03. Breathless, 1960, Jean-Luc Godard
- I love the last scene where Belmondo is just booking down the street and he can barely stand, it’s so goddamn visceral and in-the-moment scary.
04. Je T’aime JeT’aime, 1968, Alan Resnais
- Everything I loved about Nic Roeg’s Bad Timing come from this film first. I first read about this in a book of science fiction films when I was 7 or 8, and it stuck with me for years. I didn’t know it was new wave, I didn’t know it was Alan Resnais, I just knew that a man strobing through his own past was something I had to see, and while La Jetee may do it in a more beautiful and dramatic manner, and Bad Timing in a more nasty one, neither are as devastating as this.

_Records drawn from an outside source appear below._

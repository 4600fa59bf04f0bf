//! # Custom resource definition module
//!
//! This module provides the `custom-resource-definition` command line
//! interface function implementation, plus the startup helper that installs
//! the files listed under `crd.files[]` onto the cluster before the
//! watcher starts.

use std::{path::Path, path::PathBuf, sync::Arc};

use async_trait::async_trait;
use k8s_openapi::apiextensions_apiserver::pkg::apis::apiextensions::v1::CustomResourceDefinition as K8sCrd;
use kube::{
    api::{Patch, PatchParams},
    Api, CustomResourceExt,
};

use crate::{
    cmd::Executor,
    svc::{cfg::Configuration, k8s::client, resource::ProvisioningRequest},
};

// -----------------------------------------------------------------------------
// CustomResourceDefinitionError enum

#[derive(thiserror::Error, Debug)]
pub enum CustomResourceDefinitionError {
    #[error("failed to serialize custom resource definition, {0}")]
    Serialize(serde_yaml::Error),
    #[error("failed to read custom resource definition file '{0}', {1}")]
    Read(String, std::io::Error),
    #[error("failed to parse custom resource definition file '{0}', {1}")]
    Parse(String, serde_yaml::Error),
    #[error("failed to install custom resource definition '{0}', {1}")]
    Install(String, kube::Error),
    #[error("failed to create kubernetes client, {0}")]
    Client(client::Error),
}

// -----------------------------------------------------------------------------
// CustomResourceDefinition command line interface

#[derive(clap::Args, Clone, Debug)]
pub struct CustomResourceDefinition {
    #[command(subcommand)]
    pub action: Action,
}

#[derive(clap::Subcommand, Clone, Debug)]
pub enum Action {
    /// Print the provisioning request custom resource definition as yaml
    View,
    /// Install the custom resource definition files listed under 'crd.files' onto the cluster
    Install {
        /// Specify location of kubeconfig
        #[arg(short = 'k', long = "kubeconfig")]
        kubeconfig: Option<PathBuf>,
    },
}

#[async_trait]
impl Executor for CustomResourceDefinition {
    type Error = CustomResourceDefinitionError;

    async fn execute(&self, config: Arc<Configuration>) -> Result<(), Self::Error> {
        match &self.action {
            Action::View => view(config).await,
            Action::Install { kubeconfig } => {
                let client = client::try_new(kubeconfig.to_owned())
                    .await
                    .map_err(CustomResourceDefinitionError::Client)?;

                install(client, &config.crd.files).await
            }
        }
    }
}

// -----------------------------------------------------------------------------
// view function

/// prints the `ProvisioningRequest` custom resource definition as YAML.
pub async fn view(_config: Arc<Configuration>) -> Result<(), CustomResourceDefinitionError> {
    let rendered = serde_yaml::to_string(&ProvisioningRequest::crd())
        .map_err(CustomResourceDefinitionError::Serialize)?;

    print!("{rendered}");
    Ok(())
}

/// installs every custom resource definition file named under
/// `crd.files[]` onto the cluster, applying each via a server-side patch so
/// re-running the daemon is idempotent.
pub async fn install(
    client: kube::Client,
    files: &[impl AsRef<Path>],
) -> Result<(), CustomResourceDefinitionError> {
    let api: Api<K8sCrd> = Api::all(client);

    for path in files {
        let path = path.as_ref();
        let display = path.display().to_string();

        let raw = std::fs::read_to_string(path)
            .map_err(|err| CustomResourceDefinitionError::Read(display.clone(), err))?;
        let crd: K8sCrd = serde_yaml::from_str(&raw)
            .map_err(|err| CustomResourceDefinitionError::Parse(display.clone(), err))?;
        let name = crd.metadata.name.clone().unwrap_or_default();

        api.patch(
            &name,
            &PatchParams::apply("provisioning-operator"),
            &Patch::Apply(&crd),
        )
        .await
        .map_err(|err| CustomResourceDefinitionError::Install(name, err))?;
    }

    Ok(())
}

05. Hiroshima Mon Amour, 1959, Resnais – *
- The opening 20 minutes is jawdropping – just narration and shots of the city, elliptical and beautiful, until it’s revealed that the whole time we have been listening to a man and a woman talk while in bed. Not just an amazing sequence either, the whole film just builds on the idea that thought and memory can be captured by a film, and few films, even films I love like the Limey, have come as close to achieving it.
06. La Chinoise, 1967, Godard
- What I love about this movie is that it demolishes any political posturing that any young person could care to make without ever coming out and telling you that’s the film’s intent. Just dismantling radicalist, action-oriented, manifesto-writers as just another clique of kids who take something way too seriously. The scene on the train where all the arguments are shown to be empty and unfounded – and how it’s achieved by the way Godard films it, just a long sustained shot of two people talking instead of the intense framing/blocking/editing that came before. The argument of La Chinoise is that anyone that writes a manifesto, especially a bunch of kids who know nothing about the world – is dangerous, but not as dangerous as the see themselves.
07. Shoot The Piano Player, 1960, Truffaut – *
- Now, THIS is more like it. This is the only Truffaut movie I’ve seen that clicked – which is probably because it’s the most traditional of the 5 I have seen (400 Blows, Jules+Jim, Farenheit 451, The Bride Wore Black, and this for those keeping track). From the brilliant moment of the chase being broken up by an innocent bystander who needs to talk about his wife to the murder that occurs because the bartender refuses to lose face in front of a cute girl, every scene in this movie is about how men not understanding women leads to violence – and the piano player of the title is the only one who doesn’t fall into this trap because (as we find out in flashback) his macho bullshit forced his wife to kill herself. A crime movie that is actually about relationships, full of little moments that shoot it from smartly thematic and watchable to absolute classic. What I love about this movie is what I love about King City – genre piece that’s all about it’s characters’ emotional life. Goddamn I think I need to watch this again.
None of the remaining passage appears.